[Your assignment] Find the word "given" in the listing, and copy out each line where it turns up.

[Task material]
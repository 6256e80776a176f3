use thiserror::Error;

/// Crate-wide result alias.
pub type Result<T> = std::result::Result<T, Error>;

/// Error types
#[derive(Debug, Error)]
pub enum Error {
    /// Invalid box or cell geometry, or a non-positive run parameter.
    #[error("invalid configuration: {0}")]
    Configuration(String),

    /// The initializer ran out of retries before placing every particle.
    #[error("placed {placed} of {requested} particles before exhausting {attempts} attempts; density too high for the box")]
    Initialization {
        placed: usize,
        requested: usize,
        attempts: usize,
    },

    /// Hard-core overlap found in an accepted configuration.
    #[error("hard-core overlap detected at particle {index}")]
    Overlap { index: usize },

    /// A particle would exceed its interaction cap; the trial is rejected.
    #[error("particle {index} exceeds the interaction cap of {max}")]
    Saturation { index: usize, max: usize },

    #[error("i/o error: {0}")]
    Io(#[from] std::io::Error),
}
use pdmc::{Config, Simulation};

/// End-to-end run on a small system: every batch completes, the move
/// accounting matches, the incremental energy agrees with a fresh
/// recomputation, and the cell list still mirrors particle positions.
#[test]
fn small_run_keeps_the_model_consistent() -> pdmc::Result<()> {
    let dir = tempfile::tempdir()?;
    let config = Config {
        particles: 64,
        batches: 20,
        moves_per_batch: 640,
        seed: 7,
        trajectory: Some(dir.path().join("trajectory.xyz")),
        vmd_script: Some(dir.path().join("vmd.tcl")),
        ..Config::default()
    };
    let mut simulation = Simulation::new(config)?;
    simulation.run()?;
    assert_eq!(simulation.total_moves(), 20 * 640);

    let model = simulation.model();
    assert!(model.energy().is_finite());
    assert!((model.energy() - model.compute_total_energy()).abs() < 1e-9);

    let cells = model.cells();
    for (i, position) in model.particles().positions.iter().enumerate() {
        assert_eq!(cells.cell_of_particle(i), cells.cell_of(position));
    }

    let contents = std::fs::read_to_string(dir.path().join("trajectory.xyz"))?;
    let frames = contents.lines().filter(|line| *line == "64").count();
    assert_eq!(frames, 20);
    assert!(dir.path().join("vmd.tcl").exists());
    Ok(())
}

/// Hard discs stay hard: after a long run no pair sits closer than one
/// diameter.
#[test]
fn no_overlaps_survive_a_run() -> pdmc::Result<()> {
    let config = Config {
        particles: 48,
        batches: 10,
        moves_per_batch: 480,
        seed: 21,
        trajectory: None,
        vmd_script: None,
        ..Config::default()
    };
    let mut simulation = Simulation::new(config)?;
    simulation.run()?;

    let model = simulation.model();
    let positions = &model.particles().positions;
    for i in 0..positions.len() {
        for j in (i + 1)..positions.len() {
            let sep = model.box_().separation(&positions[i], &positions[j]);
            let distance = (sep[0] * sep[0] + sep[1] * sep[1]).sqrt();
            assert!(
                distance >= 1.0,
                "particles {} and {} overlap at distance {}",
                i,
                j,
                distance
            );
        }
    }
    Ok(())
}
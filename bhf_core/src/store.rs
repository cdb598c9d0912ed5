//! Append-only sample store.
//!
//! Samples are appended to a JSONL (JSON Lines) file with file locking to
//! ensure safe concurrent access. Reads return samples sorted by timestamp
//! with duplicate timestamps collapsed, so the output is ready for the
//! aggregator.

use crate::types::HeartRateSample;
use crate::Result;
use fs2::FileExt;
use std::fs::{File, OpenOptions};
use std::io::{BufRead, BufReader, Write};
use std::path::{Path, PathBuf};

/// JSONL-backed sample store with file locking
pub struct SampleStore {
    path: PathBuf,
}

impl SampleStore {
    /// Create a store handle for the given path
    pub fn new(path: impl Into<PathBuf>) -> Self {
        Self { path: path.into() }
    }

    pub fn path(&self) -> &Path {
        &self.path
    }

    /// Ensure the parent directory exists
    fn ensure_parent_dir(&self) -> Result<()> {
        if let Some(parent) = self.path.parent() {
            std::fs::create_dir_all(parent)?;
        }
        Ok(())
    }

    /// Append a batch of samples as JSON lines
    pub fn append(&self, samples: &[HeartRateSample]) -> Result<()> {
        if samples.is_empty() {
            return Ok(());
        }

        self.ensure_parent_dir()?;

        let file = OpenOptions::new()
            .create(true)
            .append(true)
            .open(&self.path)?;

        // Acquire exclusive lock
        file.lock_exclusive()?;

        let mut writer = std::io::BufWriter::new(&file);
        for sample in samples {
            let line = serde_json::to_string(sample)?;
            writer.write_all(line.as_bytes())?;
            writer.write_all(b"\n")?;
        }
        writer.flush()?;

        file.unlock()?;

        tracing::debug!("Appended {} samples to {:?}", samples.len(), self.path);
        Ok(())
    }

    /// Read all samples whose timestamps fall inside `[start, end]`.
    ///
    /// Malformed lines are logged and skipped rather than failing the read.
    pub fn read_window(&self, start_ms: i64, end_ms: i64) -> Result<Vec<HeartRateSample>> {
        if !self.path.exists() {
            return Ok(Vec::new());
        }

        let file = File::open(&self.path)?;
        // Acquire shared lock for reading
        file.lock_shared()?;

        let reader = BufReader::new(&file);
        let mut samples = Vec::new();

        for (line_num, line_result) in reader.lines().enumerate() {
            let line = line_result?;
            if line.trim().is_empty() {
                continue;
            }

            match serde_json::from_str::<HeartRateSample>(&line) {
                Ok(sample) => {
                    if sample.timestamp_ms >= start_ms && sample.timestamp_ms <= end_ms {
                        samples.push(sample);
                    }
                }
                Err(e) => {
                    tracing::warn!("Failed to parse sample at line {}: {}", line_num + 1, e);
                    // Continue reading, don't fail completely
                }
            }
        }

        file.unlock()?;

        samples.sort_by_key(|s| s.timestamp_ms);
        samples.dedup_by_key(|s| s.timestamp_ms);

        tracing::debug!(
            "Read {} samples from {:?} for window {}..{}",
            samples.len(),
            self.path,
            start_ms,
            end_ms
        );
        Ok(samples)
    }
}
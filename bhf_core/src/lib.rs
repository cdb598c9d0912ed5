#![forbid(unsafe_code)]

//! Core domain model and business logic for Brain Heart Fitness.
//!
//! This crate provides:
//! - Domain types (samples, zones, sessions, summaries)
//! - Zone tables and BPM classification
//! - The zone aggregator (sessions, zone minutes, BPM statistics)
//! - Synthetic data generation and the local sample store
//! - The health data service and CSV export

pub mod types;
pub mod error;
pub mod zones;
pub mod config;
pub mod logging;
pub mod aggregate;
pub mod synthetic;
pub mod store;
pub mod provider;
pub mod service;
pub mod export;

// Re-export commonly used types
pub use error::{Error, Result};
pub use types::*;
pub use zones::{build_default_zones, classify, default_zones, karvonen_zones};
pub use config::Config;
pub use aggregate::{summarize, AggregateOptions, OutOfRangePolicy};
pub use synthetic::SyntheticGenerator;
pub use store::SampleStore;
pub use provider::{HeartRateProvider, StoreProvider, SyntheticProvider};
pub use service::{week_start, HealthDataService};
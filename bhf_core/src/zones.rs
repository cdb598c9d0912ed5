//! Heart rate zone tables.
//!
//! Provides the built-in five-zone table, personalized tables derived from
//! heart-rate reserve, classification of BPM values into zones, and table
//! validation.

use crate::types::HeartRateZone;
use once_cell::sync::Lazy;

/// Sentinel upper bound for the top zone of a table
pub const TOP_ZONE_MAX_BPM: u16 = 999;

/// Cached default zone table - built once and reused across all operations
static DEFAULT_ZONES: Lazy<Vec<HeartRateZone>> = Lazy::new(build_default_zones);

/// Get a reference to the cached default zone table
pub fn default_zones() -> &'static [HeartRateZone] {
    &DEFAULT_ZONES
}

/// Builds the default five-zone table.
///
/// **Note**: For production use, prefer `default_zones()` which returns a
/// cached reference. This function is retained for testing and custom table
/// construction.
pub fn build_default_zones() -> Vec<HeartRateZone> {
    vec![
        HeartRateZone {
            id: "zone1".into(),
            name: "Zone 1".into(),
            description: "Recovery".into(),
            min_bpm: 0,
            max_bpm: 120,
            color: "#81C784".into(),
        },
        HeartRateZone {
            id: "zone2".into(),
            name: "Zone 2".into(),
            description: "Aerobic Base".into(),
            min_bpm: 121,
            max_bpm: 140,
            color: "#64B5F6".into(),
        },
        HeartRateZone {
            id: "zone3".into(),
            name: "Zone 3".into(),
            description: "Tempo".into(),
            min_bpm: 141,
            max_bpm: 160,
            color: "#FFB74D".into(),
        },
        HeartRateZone {
            id: "zone4".into(),
            name: "Zone 4".into(),
            description: "Threshold".into(),
            min_bpm: 161,
            max_bpm: 180,
            color: "#F44336".into(),
        },
        HeartRateZone {
            id: "zone5".into(),
            name: "Zone 5".into(),
            description: "VO2 Max".into(),
            min_bpm: 181,
            max_bpm: TOP_ZONE_MAX_BPM,
            color: "#9C27B0".into(),
        },
    ]
}

/// Classify a BPM value against an ordered zone table.
///
/// Returns the first zone whose inclusive bounds contain the value, or
/// `None` when nothing matches (the caller decides whether to drop or
/// clamp such samples).
pub fn classify(bpm: u16, zones: &[HeartRateZone]) -> Option<&HeartRateZone> {
    zones.iter().find(|z| z.contains(bpm))
}

/// Classify with clamping: out-of-range values credit the nearest band,
/// measured by BPM distance to the band's bounds. Works for values below,
/// above, or (in an unvalidated table) between bands; ties go to the lower
/// band. An empty table returns `None`.
pub fn classify_clamped(bpm: u16, zones: &[HeartRateZone]) -> Option<&HeartRateZone> {
    classify(bpm, zones).or_else(|| {
        zones.iter().min_by_key(|z| {
            if bpm < z.min_bpm {
                u32::from(z.min_bpm - bpm)
            } else {
                u32::from(bpm - z.max_bpm)
            }
        })
    })
}

/// Validate an ordered zone table, returning a list of problems.
///
/// The aggregator depends on the table being non-empty, sorted, gap-free
/// and non-overlapping: every in-range BPM must map to exactly one zone.
pub fn validate(zones: &[HeartRateZone]) -> Vec<String> {
    let mut errors = Vec::new();

    if zones.is_empty() {
        errors.push("Zone table is empty".to_string());
        return errors;
    }

    for zone in zones {
        if zone.min_bpm > zone.max_bpm {
            errors.push(format!(
                "Zone '{}' has min_bpm {} above max_bpm {}",
                zone.id, zone.min_bpm, zone.max_bpm
            ));
        }
    }

    for pair in zones.windows(2) {
        let (lower, upper) = (&pair[0], &pair[1]);
        if upper.min_bpm <= lower.max_bpm {
            errors.push(format!(
                "Zones '{}' and '{}' overlap ({}..={} vs {}..={})",
                lower.id, upper.id, lower.min_bpm, lower.max_bpm, upper.min_bpm, upper.max_bpm
            ));
        } else if upper.min_bpm > lower.max_bpm + 1 {
            errors.push(format!(
                "Gap between zones '{}' (max {}) and '{}' (min {})",
                lower.id, lower.max_bpm, upper.id, upper.min_bpm
            ));
        }
    }

    let mut ids: Vec<&str> = zones.iter().map(|z| z.id.as_str()).collect();
    ids.sort_unstable();
    ids.dedup();
    if ids.len() != zones.len() {
        errors.push("Zone ids are not unique".to_string());
    }

    errors
}

/// Derive personalized zones from heart-rate reserve.
///
/// Karvonen formula: target = (max_hr - resting_hr) * intensity + resting_hr.
/// The five bands use intensities 0.5/0.6/0.7/0.8/0.9; the top band runs up
/// to max_hr.
pub fn karvonen_zones(max_hr: u16, resting_hr: u16) -> Vec<HeartRateZone> {
    const BANDS: [(&str, &str, f64, &str); 5] = [
        ("Zone 1", "Recovery", 0.5, "#81C784"),
        ("Zone 2", "Aerobic Base", 0.6, "#64B5F6"),
        ("Zone 3", "Tempo", 0.7, "#FFB74D"),
        ("Zone 4", "Threshold", 0.8, "#F44336"),
        ("Zone 5", "VO2 Max", 0.9, "#9C27B0"),
    ];

    let reserve = f64::from(max_hr.saturating_sub(resting_hr));
    let target = |intensity: f64| (reserve * intensity + f64::from(resting_hr)).round() as u16;

    BANDS
        .iter()
        .enumerate()
        .map(|(i, (name, description, intensity, color))| {
            let min_bpm = target(*intensity);
            let max_bpm = if i + 1 < BANDS.len() {
                target(BANDS[i + 1].2).saturating_sub(1)
            } else {
                max_hr
            };
            HeartRateZone {
                id: format!("zone{}", i + 1),
                name: (*name).into(),
                description: (*description).into(),
                min_bpm,
                max_bpm,
                color: (*color).into(),
            }
        })
        .collect()
}

/// Ids of every zone at or above the given floor zone (Zone 2+ by default).
///
/// Falls back to everything above the first band when the floor id is not
/// present in the table.
pub fn zone_ids_from<'a>(zones: &'a [HeartRateZone], floor_id: &str) -> Vec<&'a str> {
    let start = zones
        .iter()
        .position(|z| z.id == floor_id)
        .unwrap_or_else(|| 1.min(zones.len()));
    zones[start..].iter().map(|z| z.id.as_str()).collect()
}

#[cfg(test)]
mod tests {
    use super::*;

    #[test]
    fn test_default_table_is_valid() {
        let errors = validate(default_zones());
        assert!(errors.is_empty(), "unexpected errors: {:?}", errors);
    }

    #[test]
    fn test_every_bpm_maps_to_exactly_one_zone() {
        let zones = default_zones();
        for bpm in 0..=300u16 {
            let matching = zones.iter().filter(|z| z.contains(bpm)).count();
            assert_eq!(matching, 1, "bpm {} matched {} zones", bpm, matching);
        }
    }

    #[test]
    fn test_classify_boundaries() {
        let zones = default_zones();
        assert_eq!(classify(120, zones).unwrap().id, "zone1");
        assert_eq!(classify(121, zones).unwrap().id, "zone2");
        assert_eq!(classify(181, zones).unwrap().id, "zone5");
        assert!(classify(1000, zones).is_none());
    }

    #[test]
    fn test_classify_clamped() {
        let zones = default_zones();
        assert_eq!(classify_clamped(1000, zones).unwrap().id, "zone5");
        assert_eq!(classify_clamped(0, zones).unwrap().id, "zone1");
        assert!(classify_clamped(70, &[]).is_none());
    }

    #[test]
    fn test_classify_clamped_gap_goes_to_nearest_band() {
        // Deliberately gapped table: 101..=120 is uncovered
        let mut zones = build_default_zones();
        zones[0].max_bpm = 100;

        // 105 is 5 from zone1's top, 16 from zone2's floor
        assert_eq!(classify_clamped(105, &zones).unwrap().id, "zone1");
        // 118 is 18 from zone1's top, 3 from zone2's floor
        assert_eq!(classify_clamped(118, &zones).unwrap().id, "zone2");
    }

    #[test]
    fn test_validate_detects_gap_and_overlap() {
        let mut zones = build_default_zones();
        zones[1].min_bpm = 125; // leaves 121..=124 uncovered
        let errors = validate(&zones);
        assert!(errors.iter().any(|e| e.contains("Gap")));

        let mut zones = build_default_zones();
        zones[1].min_bpm = 115; // overlaps zone1
        let errors = validate(&zones);
        assert!(errors.iter().any(|e| e.contains("overlap")));
    }

    #[test]
    fn test_karvonen_zones_cover_reserve() {
        let zones = karvonen_zones(190, 60);
        let errors = validate(&zones);
        assert!(errors.is_empty(), "unexpected errors: {:?}", errors);

        // (190 - 60) * 0.5 + 60 = 125
        assert_eq!(zones[0].min_bpm, 125);
        // Top zone runs to max heart rate
        assert_eq!(zones[4].max_bpm, 190);
    }

    #[test]
    fn test_zone_ids_from_floor() {
        let ids = zone_ids_from(default_zones(), "zone2");
        assert_eq!(ids, vec!["zone2", "zone3", "zone4", "zone5"]);

        // Unknown floor falls back to everything above the first band
        let ids = zone_ids_from(default_zones(), "nope");
        assert_eq!(ids.len(), 4);
    }
}
//! Synthetic heart rate data generation.
//!
//! Stands in for the platform health SDK when it is unavailable or denies
//! permission. Samples are emitted every five minutes with a time-of-day
//! BPM profile (rest overnight, workout peaks morning and evening) plus
//! bounded jitter, so downstream summaries look like a plausible day.

use crate::types::{HeartRateSample, SampleSource, MINUTE_MS};
use chrono::{TimeZone, Timelike, Utc};
use rand::rngs::StdRng;
use rand::{Rng, SeedableRng};

/// Interval between generated samples (5 minutes)
pub const SAMPLE_INTERVAL_MS: i64 = 5 * MINUTE_MS;

/// Seeded generator of synthetic heart rate samples
pub struct SyntheticGenerator {
    rng: StdRng,
}

impl SyntheticGenerator {
    /// Create a generator with a fixed seed for reproducible output
    pub fn with_seed(seed: u64) -> Self {
        Self {
            rng: StdRng::seed_from_u64(seed),
        }
    }

    /// Create a generator seeded from the OS entropy source
    pub fn from_entropy() -> Self {
        Self {
            rng: StdRng::from_entropy(),
        }
    }

    /// Generate samples at five-minute intervals covering `[start, end]`.
    ///
    /// Output is sorted ascending by timestamp. An inverted or zero-width
    /// window yields no samples.
    pub fn generate(&mut self, start_ms: i64, end_ms: i64) -> Vec<HeartRateSample> {
        let mut samples = Vec::new();
        let mut t = start_ms;

        while t <= end_ms {
            let (lo, hi) = bpm_band_for(t);
            let base = self.rng.gen_range(lo..hi);
            // Natural variation on top of the band
            let jitter = self.rng.gen_range(-5i32..6);
            let bpm = (i32::from(base) + jitter).clamp(50, 200) as u16;

            samples.push(HeartRateSample::new(t, bpm, SampleSource::Synthetic));
            t += SAMPLE_INTERVAL_MS;
        }

        tracing::debug!("Generated {} synthetic samples", samples.len());
        samples
    }
}

/// BPM band for an instant, keyed by UTC hour of day.
///
/// Sleep and rest hours stay in the recovery band, with workout windows in
/// the morning and evening reaching tempo/threshold intensity.
fn bpm_band_for(timestamp_ms: i64) -> (u16, u16) {
    let hour = Utc
        .timestamp_millis_opt(timestamp_ms)
        .single()
        .map(|dt| dt.hour())
        .unwrap_or(0);

    match hour {
        0..=5 => (60, 75),    // Sleep/rest
        6..=8 => (120, 160),  // Morning workout
        9..=11 => (80, 100),  // Morning activity
        12..=13 => (90, 110), // Lunch activity
        14..=16 => (75, 95),  // Afternoon rest
        17..=19 => (140, 170), // Evening workout
        20..=21 => (85, 105), // Evening activity
        _ => (65, 85),        // Night rest
    }
}

#[cfg(test)]
mod tests {
    use super::*;

    #[test]
    fn test_sample_spacing_and_order() {
        let mut gen = SyntheticGenerator::with_seed(7);
        let samples = gen.generate(0, 60 * MINUTE_MS);

        assert_eq!(samples.len(), 13); // inclusive of both endpoints
        for pair in samples.windows(2) {
            assert_eq!(pair[1].timestamp_ms - pair[0].timestamp_ms, SAMPLE_INTERVAL_MS);
        }
    }

    #[test]
    fn test_same_seed_is_reproducible() {
        let a = SyntheticGenerator::with_seed(42).generate(0, 120 * MINUTE_MS);
        let b = SyntheticGenerator::with_seed(42).generate(0, 120 * MINUTE_MS);
        assert_eq!(a, b);
    }

    #[test]
    fn test_bpm_stays_in_plausible_range() {
        let mut gen = SyntheticGenerator::with_seed(1);
        let day_ms = 24 * 60 * MINUTE_MS;
        for sample in gen.generate(0, day_ms) {
            assert!(sample.bpm >= 50 && sample.bpm <= 200, "bpm {}", sample.bpm);
            assert_eq!(sample.source, SampleSource::Synthetic);
        }
    }

    #[test]
    fn test_inverted_window_yields_nothing() {
        let mut gen = SyntheticGenerator::with_seed(1);
        assert!(gen.generate(1000, 0).is_empty());
    }
}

[Solution for this task]
    /// Create a store handle for the given path
/// Ids of every zone at or above the given floor zone (Zone 2+ by default).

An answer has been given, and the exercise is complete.